Marilyn Manson Heaven Upside Down


Caroline/Universal

Stellen wir uns einen gelassenen Marilyn Manson vor, einen, der den lieben Gott – oder meinetwegen auch den Leibhaftigen – einen guten Mann sein lässt und einfach gute Musik macht. Fällt schwer, oder? Was daran liegt, dass das Erschrecken, die Provokation und das Schlagen über ästhetische Stränge zum Wesenskern dieser Kunstfigur gehört. Die allerdings könnte nun endgültig ausgereizt sein.

HEAVEN UPSIDE DOWN will spürbar heftiger knallen als der Vorgänger THE PALE EMPEROR und tut das auch. Allerdings schleicht beim Hören sich rasch Mitleid ein mit einem 48-Jährigen, der wie Marilyn Manson klingen will, der selbst zu seinen besten Zeiten nur klingen wollte wie Nine Inch Nails.

Zwar scheppern die industriellen Beats und sägen die Gitarren, lugt überall „Satan“ um die „FUCKING“ Ecke. Es fühlt sich aber an wie die Fahrt durch eine voll ausgeleuchtete Geisterbahn – man sieht die klappernden Effekte kommen, und dann kommen sie auch und klappern.

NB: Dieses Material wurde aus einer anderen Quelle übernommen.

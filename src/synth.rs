//! Seeded synthetic card transactions.
//!
//! Used by the `synth_transactions` tool for demo CSVs and by tests that
//! need a labelled population with learnable fraud signal: fraudulent
//! transactions are larger, come in bursts, happen at night, favour online
//! categories and are made far from home.

use crate::types::{Coordinates, Transaction};
use chrono::{Duration, NaiveDate, NaiveDateTime};
use rand::rngs::StdRng;
use rand::{Rng, SeedableRng};

const LEGIT_CATEGORIES: &[&str] = &[
    "grocery_pos", "gas_transport", "home", "kids_pets", "entertainment",
    "food_dining", "health_fitness", "personal_care",
];
const FRAUD_CATEGORIES: &[&str] = &["shopping_net", "misc_net", "grocery_pos", "shopping_pos"];
const JOBS: &[&str] = &[
    "Engineer, civil", "Teacher, primary school", "Nurse, adult", "Barrister",
    "Surveyor, land", "Designer, jewellery", "Retail manager", "Paramedic",
];

#[derive(Debug, Clone, Copy, PartialEq)]
pub struct SyntheticConfig {
    pub accounts: usize,
    pub transactions_per_account: usize,
    /// Probability that a transaction starts a fraud burst
    pub fraud_rate: f64,
    pub seed: u64,
    pub start: NaiveDateTime,
}

impl Default for SyntheticConfig {
    fn default() -> Self {
        Self {
            accounts: 50,
            transactions_per_account: 40,
            fraud_rate: 0.02,
            seed: 100,
            start: NaiveDate::from_ymd_opt(2019, 1, 1)
                .and_then(|d| d.and_hms_opt(0, 0, 0))
                .unwrap_or_default(),
        }
    }
}

struct AccountProfile {
    account_id: String,
    home: Coordinates,
    job: &'static str,
    date_of_birth: NaiveDate,
    city_population: u64,
}

/// Transaction generator for testing
pub struct TransactionGenerator {
    rng: StdRng,
    config: SyntheticConfig,
    transaction_counter: u64,
}

impl TransactionGenerator {
    pub fn new(config: SyntheticConfig) -> Self {
        Self {
            rng: StdRng::seed_from_u64(config.seed),
            config,
            transaction_counter: 0,
        }
    }

    /// All transactions for all accounts, ordered by timestamp.
    pub fn generate(&mut self) -> Vec<Transaction> {
        let mut transactions = Vec::with_capacity(self.config.accounts * self.config.transactions_per_account);
        for account in 0..self.config.accounts {
            let profile = self.profile(account);
            self.generate_account(&profile, &mut transactions);
        }
        transactions.sort_by(|a, b| {
            a.timestamp
                .cmp(&b.timestamp)
                .then_with(|| a.transaction_id.cmp(&b.transaction_id))
        });
        transactions
    }

    fn profile(&mut self, account: usize) -> AccountProfile {
        let home = Coordinates {
            lat: self.rng.gen_range(26.0..48.0),
            lon: self.rng.gen_range(-122.0..-70.0),
        };
        let birth_year = self.rng.gen_range(1940..2000);
        let date_of_birth = NaiveDate::from_ymd_opt(birth_year, self.rng.gen_range(1..=12), self.rng.gen_range(1..=28))
            .unwrap_or_default();
        AccountProfile {
            account_id: format!("{}", 4_000_000_000_000_000u64 + account as u64 * 7_919),
            home,
            job: self.random_choice(JOBS),
            date_of_birth,
            city_population: self.rng.gen_range(200..2_000_000),
        }
    }

    fn generate_account(&mut self, profile: &AccountProfile, out: &mut Vec<Transaction>) {
        let mut at = self.config.start + Duration::minutes(self.rng.gen_range(0..7 * 24 * 60));
        let mut burst_left = 0;

        for _ in 0..self.config.transactions_per_account {
            if burst_left == 0 && self.rng.gen_bool(self.config.fraud_rate.clamp(0.0, 1.0)) {
                burst_left = self.rng.gen_range(2..5);
                // bursts start late at night
                let night = at.date().and_hms_opt(self.rng.gen_range(0..4), self.rng.gen_range(0..60), 0);
                at = night.map_or(at, |n| n + Duration::days(1));
            }

            let tx = if burst_left > 0 {
                burst_left -= 1;
                at += Duration::minutes(self.rng.gen_range(1..20));
                self.generate_suspicious(profile, at)
            } else {
                at += Duration::minutes(self.rng.gen_range(120..4_320));
                self.generate_legitimate(profile, at)
            };
            out.push(tx);
        }
    }

    /// Generate a random legitimate transaction
    fn generate_legitimate(&mut self, profile: &AccountProfile, at: NaiveDateTime) -> Transaction {
        let merchant = self.near(profile.home, 0.8);
        let category = self.random_choice(LEGIT_CATEGORIES);
        let amount = self.rng.gen_range(2.0..180.0);
        self.build(profile, at, amount, category, merchant, false)
    }

    /// Generate a suspicious/fraudulent transaction
    fn generate_suspicious(&mut self, profile: &AccountProfile, at: NaiveDateTime) -> Transaction {
        let merchant = self.near(profile.home, 6.0);
        let category = self.random_choice(FRAUD_CATEGORIES);
        let amount = self.rng.gen_range(250.0..1_400.0);
        self.build(profile, at, amount, category, merchant, true)
    }

    fn build(
        &mut self,
        profile: &AccountProfile,
        at: NaiveDateTime,
        amount: f64,
        category: &str,
        merchant: Coordinates,
        is_fraud: bool,
    ) -> Transaction {
        self.transaction_counter += 1;
        Transaction::new(
            format!("tx_{:012}", self.transaction_counter),
            profile.account_id.clone(),
            at,
            (amount * 100.0).round() / 100.0,
        )
        .with_label(is_fraud)
        .with_category(category)
        .with_job(profile.job)
        .with_locations(profile.home, merchant)
        .with_profile(profile.city_population, profile.date_of_birth)
    }

    fn near(&mut self, home: Coordinates, spread: f64) -> Coordinates {
        Coordinates {
            lat: (home.lat + self.rng.gen_range(-spread..spread)).clamp(-90.0, 90.0),
            lon: (home.lon + self.rng.gen_range(-spread..spread)).clamp(-180.0, 180.0),
        }
    }

    fn random_choice(&mut self, choices: &[&'static str]) -> &'static str {
        choices[self.rng.gen_range(0..choices.len())]
    }
}

#[cfg(test)]
mod tests {
    use super::*;
    use crate::types::RawTransaction;

    #[test]
    fn test_generation_is_seeded() {
        let config = SyntheticConfig {
            accounts: 5,
            transactions_per_account: 10,
            ..SyntheticConfig::default()
        };
        let a = TransactionGenerator::new(config).generate();
        let b = TransactionGenerator::new(config).generate();

        assert_eq!(a.len(), 50);
        assert_eq!(a, b);
        assert!(a.windows(2).all(|w| w[0].timestamp <= w[1].timestamp));
    }

    #[test]
    fn test_fraud_is_larger_and_labelled() {
        let config = SyntheticConfig {
            accounts: 20,
            transactions_per_account: 30,
            fraud_rate: 0.1,
            ..SyntheticConfig::default()
        };
        let txs = TransactionGenerator::new(config).generate();

        let frauds: Vec<&Transaction> = txs.iter().filter(|t| t.is_fraud).collect();
        assert!(!frauds.is_empty());
        assert!(frauds.iter().all(|t| t.amount >= 250.0));
        assert!(txs.iter().filter(|t| !t.is_fraud).all(|t| t.amount <= 180.0));
    }

    #[test]
    fn test_rows_survive_csv_validation() {
        let txs = TransactionGenerator::new(SyntheticConfig {
            accounts: 3,
            transactions_per_account: 5,
            ..SyntheticConfig::default()
        })
        .generate();

        for tx in txs {
            let raw = RawTransaction::from(&tx);
            assert_eq!(Transaction::try_from(raw).unwrap(), tx);
        }
    }
}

Man hört „Blood Honey“ oder „Kill4Me“ und denkt: schon recht, schon recht. Der Witz ist auserzählt. Wer Marilyn Manson hört, weiß nur nicht, dass er eigentlich Trent Reznor hören will. Er bevorzugt die geschminkte Version, das tragi­komische Schreckgespenst. Und sollte darüber mal nachdenken.